##### Given records #####

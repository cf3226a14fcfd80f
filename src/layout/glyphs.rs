//! Numeral glyphs drawn as still lifes.
//!
//! Each digit is an 8×14 still life, so a period label survives in the
//! finished grid no matter how long it is run. A 2×2 block is the spacer
//! stamped between period groups.

use crate::Pattern;

pub(crate) const GLYPH_HEIGHT: i64 = 14;
/// Horizontal distance between the left edges of two neighbouring digits.
pub(crate) const DIGIT_PITCH: i64 = 10;
pub(crate) const SPACER_SIZE: i64 = 2;
pub(crate) const SPACER_PITCH: i64 = 6;

pub(crate) fn digit(value: u8) -> &'static Pattern {
    match value {
        0 => still_life!(
            "2b2obo$2bob2o$2o4b2o$o5bo$bo5bo$2o4b2o$o5bo$bo5bo$2o4b2o$o5bo$bo5bo$2o4b2o$2b2obo$2bob2o!"
        ),
        1 => still_life!("6b2o$7bo$6bo$6b2o2$6b2o$7bo$6bo$6b2o2$6b2o$7bo$6bo$6b2o!"),
        2 => still_life!("2b2obo$2bob2o$6b2o$6bo$7bo$6b2o$2b2obo$2bob2o$2o$o$bo$2o$2b2obo$2bob2o!"),
        3 => still_life!("2b2obo$2bob2o$6b2o$6bo$7bo$6b2o$2b2obo$2bob2o$6b2o$6bo$7bo$6b2o$2b2obo$2bob2o!"),
        4 => still_life!("2o4b2o$bo5bo$o5bo$2o4b2o$2bob2o$2b2obo$6b2o$7bo$6bo$6b2o3$6b2o$6b2o!"),
        5 => still_life!("2bob2o$2b2obo$2o$bo$o$2o$2bob2o$2b2obo$6b2o$7bo$6bo$6b2o$2bob2o$2b2obo!"),
        6 => still_life!("2b2obo$2bob2o$2o$o$bo$2o$2b2obo$2bob2o$2o4b2o$o5bo$bo5bo$2o4b2o$2b2obo$2bob2o!"),
        7 => still_life!("2bob2o$2b2obo$6b2o$7bo$6bo$6b2o$4b2o$5bo$4bo$4b2o$2b2o$3bo$2bo$2b2o!"),
        8 => still_life!(
            "2b2obo$2bob2o$2o4b2o$o5bo$bo5bo$2o4b2o$2b2obo$2bob2o$2o4b2o$o5bo$bo5bo$2o4b2o$2b2obo$2bob2o!"
        ),
        _ => still_life!(
            "2b2obo$2bob2o$2o4b2o$o5bo$bo5bo$2o4b2o$2b2obo$2bob2o$6b2o$6bo$7bo$6b2o$2b2obo$2bob2o!"
        ),
    }
}

pub(crate) fn spacer() -> &'static Pattern {
    still_life!("2o$2o!")
}

/// Width of the gutter a period label needs left of the column origin.
///
/// A leading `1` is drawn flush right in its glyph box, which saves 6 cells.
pub fn label_width(period: u64) -> i64 {
    let text = period.to_string();
    let width = DIGIT_PITCH * text.len() as i64;
    if text.starts_with('1') { width - 6 } else { width }
}

/// `(x, digit)` for every digit of `period`, with `x` relative to the column
/// origin. The last digit ends two cells left of the origin.
pub(crate) fn label_digits(period: u64) -> Vec<(i64, u8)> {
    let digits: Vec<u8> = period.to_string().bytes().map(|b| b - b'0').collect();
    let len = digits.len() as i64;
    digits.into_iter().enumerate().map(|(i, d)| (-DIGIT_PITCH * (len - i as i64), d)).collect()
}
//! Catalog run metrics.
//!
//! Collected by `build_verbose_with` and printed by the CLI report. The plain
//! `build_with` path records only the total.

use super::classify::Classification;
use std::time::Duration;

#[derive(Debug, Default, Clone)]
pub struct RunMetrics {
    /// Wall time for the whole run.
    pub total: Duration,
    /// Decoding + period detection for every block.
    pub classify: Duration,
    /// Sorting and packing accepted records.
    pub layout: Duration,
    /// Building the final document text.
    pub assemble: Duration,
    pub blocks: usize,
    pub accepted: usize,
    pub rejected: usize,
    /// Recovered decode problems.
    pub warnings: usize,
    /// Generations simulated across all blocks.
    pub generations: u64,
}

impl RunMetrics {
    /// Tally counters from a finished classification batch.
    pub fn record_classifications(&mut self, batch: &[Classification]) {
        self.blocks = batch.len();
        self.accepted = batch.iter().filter(|c| c.is_accepted()).count();
        self.rejected = self.blocks - self.accepted;
        self.warnings = batch.iter().map(|c| c.warnings.len()).sum();
        self.generations = batch.iter().map(|c| c.generations).sum();
    }
}
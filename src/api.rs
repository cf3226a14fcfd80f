use crate::document::{Legend, assemble};
use crate::engine::{ClassificationRecord, RunMetrics, classify_batch};
use crate::layout::{LayoutConfig, pack};
use crate::source::split_blocks;
use crate::CatalogError;
use chrono::{Local, NaiveDate};
use std::time::{Duration, Instant};

/// Build context.
///
/// Holds what the catalog depends on besides its input: today's date for the
/// legend.
#[derive(Debug, Clone)]
pub struct Context {
    /// Date printed in the `updated ...` credit line.
    pub generated_on: NaiveDate,
}

impl Default for Context {
    fn default() -> Self {
        if cfg!(test) {
            Self { generated_on: NaiveDate::from_ymd_opt(2023, 8, 4).unwrap_or_default() }
        } else {
            Self { generated_on: Local::now().date_naive() }
        }
    }
}

/// Options that shape the catalog.
#[derive(Debug, Clone)]
pub struct Options {
    /// Row width right of the label gutter, in cells.
    pub row_width: i64,
    /// Column height, in cells.
    pub column_height: i64,
    /// Classify blocks on the rayon pool.
    pub parallel: bool,
    pub legend: Legend,
}

impl Default for Options {
    fn default() -> Self {
        let layout = LayoutConfig::default();
        Options {
            row_width: layout.row_width,
            column_height: layout.column_height,
            parallel: true,
            legend: Legend::default(),
        }
    }
}

impl Options {
    pub fn layout_config(&self) -> LayoutConfig {
        LayoutConfig { row_width: self.row_width.max(1), column_height: self.column_height.max(1) }
    }
}

/// Result from [`build`] and [`build_with`].
#[derive(Debug, Clone)]
pub struct CatalogResult {
    /// The finished catalog text.
    pub document: String,
    /// Oscillators placed in the grid.
    pub accepted: usize,
    /// Blocks left out.
    pub rejected: usize,
    pub elapsed: Duration,
}

/// Why one block was left out.
#[derive(Debug, Clone, PartialEq, Eq)]
pub struct RejectionSummary {
    /// Position of the block in the library.
    pub index: usize,
    pub name: Option<String>,
    pub reason: CatalogError,
}

/// Additional details returned by [`build_verbose_with`].
#[derive(Debug, Clone)]
pub struct CatalogDetails {
    pub metrics: RunMetrics,
    pub rejections: Vec<RejectionSummary>,
    /// Recovered decode problems, by block index.
    pub warnings: Vec<(usize, CatalogError)>,
    /// Distinct periods in the catalog, ascending.
    pub periods: Vec<u64>,
    /// Column regions used by the grid.
    pub columns: usize,
}

/// Result from [`build_verbose_with`].
#[derive(Debug, Clone)]
pub struct CatalogResultVerbose {
    pub document: String,
    pub accepted: usize,
    pub rejected: usize,
    pub elapsed: Duration,
    pub details: CatalogDetails,
}

/// Build a catalog from `library` with a default [`Context`] and [`Options`].
///
/// # Example
/// ```
/// use oscstamp::build;
///
/// let out = build("#N blinker\nx = 3, y = 1, rule = B3/S23\n3o!");
/// assert_eq!(out.accepted, 1);
/// assert!(out.document.contains("#C 2.0.0 blinker"));
/// ```
pub fn build(library: &str) -> CatalogResult {
    build_with(library, &Context::default(), &Options::default())
}

/// Build a catalog from `library` with the provided `context`/`options`.
pub fn build_with(library: &str, context: &Context, options: &Options) -> CatalogResult {
    let run = build_verbose_with(library, context, options);
    CatalogResult { document: run.document, accepted: run.accepted, rejected: run.rejected, elapsed: run.elapsed }
}

/// Build a catalog and return per-stage timings and the rejected blocks.
///
/// ```text
/// library ─ split_blocks ─ classify_batch ─┬─ records ── pack ── assemble ─▶ document
///                                          └─ rejections, warnings ────────▶ details
/// ```
pub fn build_verbose_with(library: &str, context: &Context, options: &Options) -> CatalogResultVerbose {
    let started = Instant::now();
    let mut metrics = RunMetrics::default();

    let blocks = split_blocks(library);
    let stage = Instant::now();
    let classifications = classify_batch(&blocks, options.parallel);
    metrics.classify = stage.elapsed();
    metrics.record_classifications(&classifications);

    let mut records: Vec<ClassificationRecord> = Vec::new();
    let mut rejections = Vec::new();
    let mut warnings = Vec::new();
    for classification in classifications {
        let index = classification.index;
        warnings.extend(classification.warnings.into_iter().map(|w| (index, w)));
        match classification.outcome {
            Ok(record) => records.push(record),
            Err(reason) => rejections.push(RejectionSummary { index, name: classification.annotation.name, reason }),
        }
    }

    let stage = Instant::now();
    let layout = pack(&records, &options.layout_config());
    metrics.layout = stage.elapsed();

    let stage = Instant::now();
    let document = assemble(&records, &layout, &options.legend, context.generated_on);
    metrics.assemble = stage.elapsed();
    metrics.total = started.elapsed();

    tracing::info!(
        blocks = metrics.blocks,
        accepted = metrics.accepted,
        rejected = metrics.rejected,
        elapsed = ?metrics.total,
        "catalog built"
    );

    let details = CatalogDetails { periods: layout.periods, columns: layout.columns, rejections, warnings, metrics };
    CatalogResultVerbose {
        document,
        accepted: details.metrics.accepted,
        rejected: details.metrics.rejected,
        elapsed: details.metrics.total,
        details,
    }
}

#[cfg(test)]
mod tests {
    use super::*;

    const LIBRARY: &str = "\
#N blinker
#O JHC 3/70
x = 3, y = 1, rule = B3/S23
3o!

#N block
x = 2, y = 2, rule = B3/S23
2o$2o!

#N glider
x = 3, y = 3, rule = B3/S23
bo$2bo$3o!

#N lonely
x = 1, y = 1, rule = B3/S23
o!

#N no rule here
x = 3, y = 1
3o!

#N toad
x = 4, y = 2, rule = B3/S23
b3o$3o!
";

    #[test]
    fn build_uses_deterministic_test_date() {
        let out = build("x = 2, y = 2, rule = B3/S23\n2o$2o!");
        assert!(out.document.contains("updated Aug 04, 2023"));
        assert_eq!((out.accepted, out.rejected), (1, 0));
    }

    #[test]
    fn build_verbose_reports_rejections() {
        let res = build_verbose_with(LIBRARY, &Context::default(), &Options::default());

        assert_eq!((res.accepted, res.rejected), (3, 3));
        assert_eq!(res.elapsed, res.details.metrics.total);
        assert_eq!(res.details.periods, vec![1, 2]);
        assert_eq!(res.details.columns, 1);

        let reasons: Vec<(usize, &str)> = res.details.rejections.iter().map(|r| (r.index, r.reason.kind())).collect();
        assert_eq!(
            reasons,
            vec![(2, "generation-limit-exceeded"), (3, "extinct"), (4, "missing-rule-declaration")]
        );
        assert_eq!(res.details.rejections[0].name.as_deref(), Some("glider"));
        assert_eq!(res.details.metrics.generations, 2 + 1 + 999 + 1 + 2);
    }

    #[test]
    fn document_lists_accepted_patterns_in_order() {
        let doc = build(LIBRARY).document;
        let entries: Vec<&str> = doc.lines().filter(|l| regex!(r"^#C \d+\.\d+\.\d+").is_match(l)).collect();
        assert_eq!(entries, vec!["#C 1.0.0 block", "#C 2.0.0 blinker [JHC 3/70]", "#C 2.0.1 toad"]);
        assert!(doc.contains("#C A collection of 3 oscillators of 2 different periods from 1 to 2."));
    }

    #[test]
    fn parallel_and_sequential_builds_agree() {
        let context = Context::default();
        let parallel = build_with(LIBRARY, &context, &Options::default());
        let sequential = build_with(LIBRARY, &context, &Options { parallel: false, ..Options::default() });
        assert_eq!(parallel.document, sequential.document);
    }

    #[test]
    fn empty_library_builds_an_empty_catalog() {
        let out = build("");
        assert_eq!((out.accepted, out.rejected), (0, 0));
        assert!(out.document.contains("x = 0, y = 0, rule = B3/S23\n!"));
    }

    #[test]
    fn options_shape_the_grid() {
        let narrow = Options { row_width: 10, column_height: 40, ..Options::default() };
        let res = build_verbose_with(LIBRARY, &Context::default(), &narrow);
        assert_eq!(res.accepted, 3);
        assert!(res.details.columns >= 1);
        assert_eq!(narrow.layout_config(), LayoutConfig { row_width: 10, column_height: 40 });
    }
}
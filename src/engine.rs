//! Simulation and classification engine.
//!
//! This module is the entry point for everything that runs B3/S23. It is
//! split into focused submodules under `src/engine/`:
//!
//! ```text
//! block text ── BlockFeatures::scan ──┐   (source.rs, cheap gate)
//!                                     │
//!                       decode_document (codec.rs)
//!                                     │  normalise to (0, 0)
//!                                     v
//!                      Detector::run (detector.rs)
//!                        - step() one generation     (step.rs)
//!                        - grow the envelope
//!                        - compare with generation 0
//!                                     │
//!                                     v
//!                Classification { Ok(record) | Err(reason) }
//! ```
//!
//! `classify_batch` (classify.rs) runs the right-hand column once per block,
//! optionally on a rayon pool, and returns results in input order.
//!
//! ## Responsibilities by module
//!
//! - `step.rs`: one generation over a sparse cell set.
//! - `detector.rs`: the per-pattern state machine, the generation cap and the
//!   period-hint fast-forward.
//! - `classify.rs`: decoding + detection for one block, batch driver.
//! - `metrics.rs`: timings and counters for a whole catalog run.

#[path = "engine/classify.rs"]
mod classify;
#[path = "engine/detector.rs"]
mod detector;
#[path = "engine/metrics.rs"]
mod metrics;
#[path = "engine/step.rs"]
mod step;

#[cfg(test)]
#[path = "engine/tests.rs"]
mod tests;

pub use classify::{Classification, ClassificationRecord, classify, classify_batch};
pub use detector::{Detection, Detector, DetectorState, GENERATION_CAP};
pub use metrics::RunMetrics;
pub use step::{step, steps};
use oscstamp::{CatalogDetails, CatalogResultVerbose};

mod ansi {
    /// Report roles, each mapped to one SGR sequence.
    #[derive(Debug, Clone, Copy)]
    pub enum Style {
        Title,
        Section,
        Label,
        Accepted,
        Warning,
        Rejected,
        Count,
        Timing,
    }

    impl Style {
        fn sgr(self) -> &'static str {
            match self {
                Style::Title => "1;36",
                Style::Section => "90",
                Style::Label => "2",
                Style::Accepted => "32",
                Style::Warning => "33",
                Style::Rejected => "31",
                Style::Count => "34",
                Style::Timing => "36",
            }
        }
    }

    pub struct Palette {
        enabled: bool,
    }

    impl Palette {
        pub fn new(enabled: bool) -> Self {
            Self { enabled }
        }

        pub fn paint(&self, s: impl AsRef<str>, style: Style) -> String {
            if self.enabled { format!("\x1b[{}m{}\x1b[0m", style.sgr(), s.as_ref()) } else { s.as_ref().to_string() }
        }
    }
}

use ansi::Style;

/// Rejections listed before the rest are folded into a count.
const MAX_LISTED: usize = 20;

/// Print a run report on stderr; stdout carries the catalog.
pub fn print_run(res: &CatalogResultVerbose, color: bool) {
    let palette = ansi::Palette::new(color);
    let details = &res.details;
    let metrics = &details.metrics;

    eprintln!("\n{}", palette.paint(format!("⚙  Catalog: {} blocks", metrics.blocks), Style::Title));

    eprintln!("\n{}", palette.paint("━━━ Classification ━━━", Style::Section));
    eprintln!(
        "  {} {}  │  {} {}  │  {} {}",
        palette.paint("accepted:", Style::Label),
        palette.paint(res.accepted.to_string(), Style::Accepted),
        palette.paint("rejected:", Style::Label),
        palette.paint(res.rejected.to_string(), if res.rejected > 0 { Style::Warning } else { Style::Accepted }),
        palette.paint("generations:", Style::Label),
        palette.paint(metrics.generations.to_string(), Style::Count),
    );
    print_rejections(details, &palette);

    eprintln!("\n{}", palette.paint("━━━ Layout ━━━", Style::Section));
    match (details.periods.first(), details.periods.last()) {
        (Some(low), Some(high)) => eprintln!(
            "  {} {}  │  {} {}..{}  │  {} {}",
            palette.paint("periods:", Style::Label),
            palette.paint(details.periods.len().to_string(), Style::Count),
            palette.paint("range:", Style::Label),
            low,
            high,
            palette.paint("columns:", Style::Label),
            palette.paint(details.columns.to_string(), Style::Count),
        ),
        _ => eprintln!("{}", palette.paint("  Nothing to place", Style::Label)),
    }

    eprintln!("\n{}", palette.paint("━━━ Timing ━━━", Style::Section));
    eprintln!(
        "  Total: {}  │  Classify: {}  │  Layout: {}  │  Assemble: {}",
        palette.paint(format!("{:?}", metrics.total), Style::Accepted),
        palette.paint(format!("{:?}", metrics.classify), Style::Timing),
        palette.paint(format!("{:?}", metrics.layout), Style::Label),
        palette.paint(format!("{:?}", metrics.assemble), Style::Label),
    );
    eprintln!();
}

fn print_rejections(details: &CatalogDetails, palette: &ansi::Palette) {
    for rejection in details.rejections.iter().take(MAX_LISTED) {
        eprintln!(
            "  {} {} {} {}",
            palette.paint(format!("[{}]", rejection.index), Style::Label),
            palette.paint(rejection.reason.kind(), Style::Rejected),
            palette.paint("│", Style::Label),
            rejection.name.as_deref().unwrap_or("(unnamed)"),
        );
    }
    if details.rejections.len() > MAX_LISTED {
        eprintln!("  {}", palette.paint(format!("... +{} more", details.rejections.len() - MAX_LISTED), Style::Label));
    }

    for (index, warning) in &details.warnings {
        let label = palette.paint(format!("[{index}] warning:"), Style::Warning);
        eprintln!("  {label} {}", palette.paint(warning.to_string(), Style::Label));
    }
}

#####

— Required action —
Where a line of the listing holds the string "Some", copy that line.

— Task response —
        assert_eq!(res.details.rejections[0].name.as_deref(), Some("glider"));
        (Some(low), Some(high)) => eprintln!(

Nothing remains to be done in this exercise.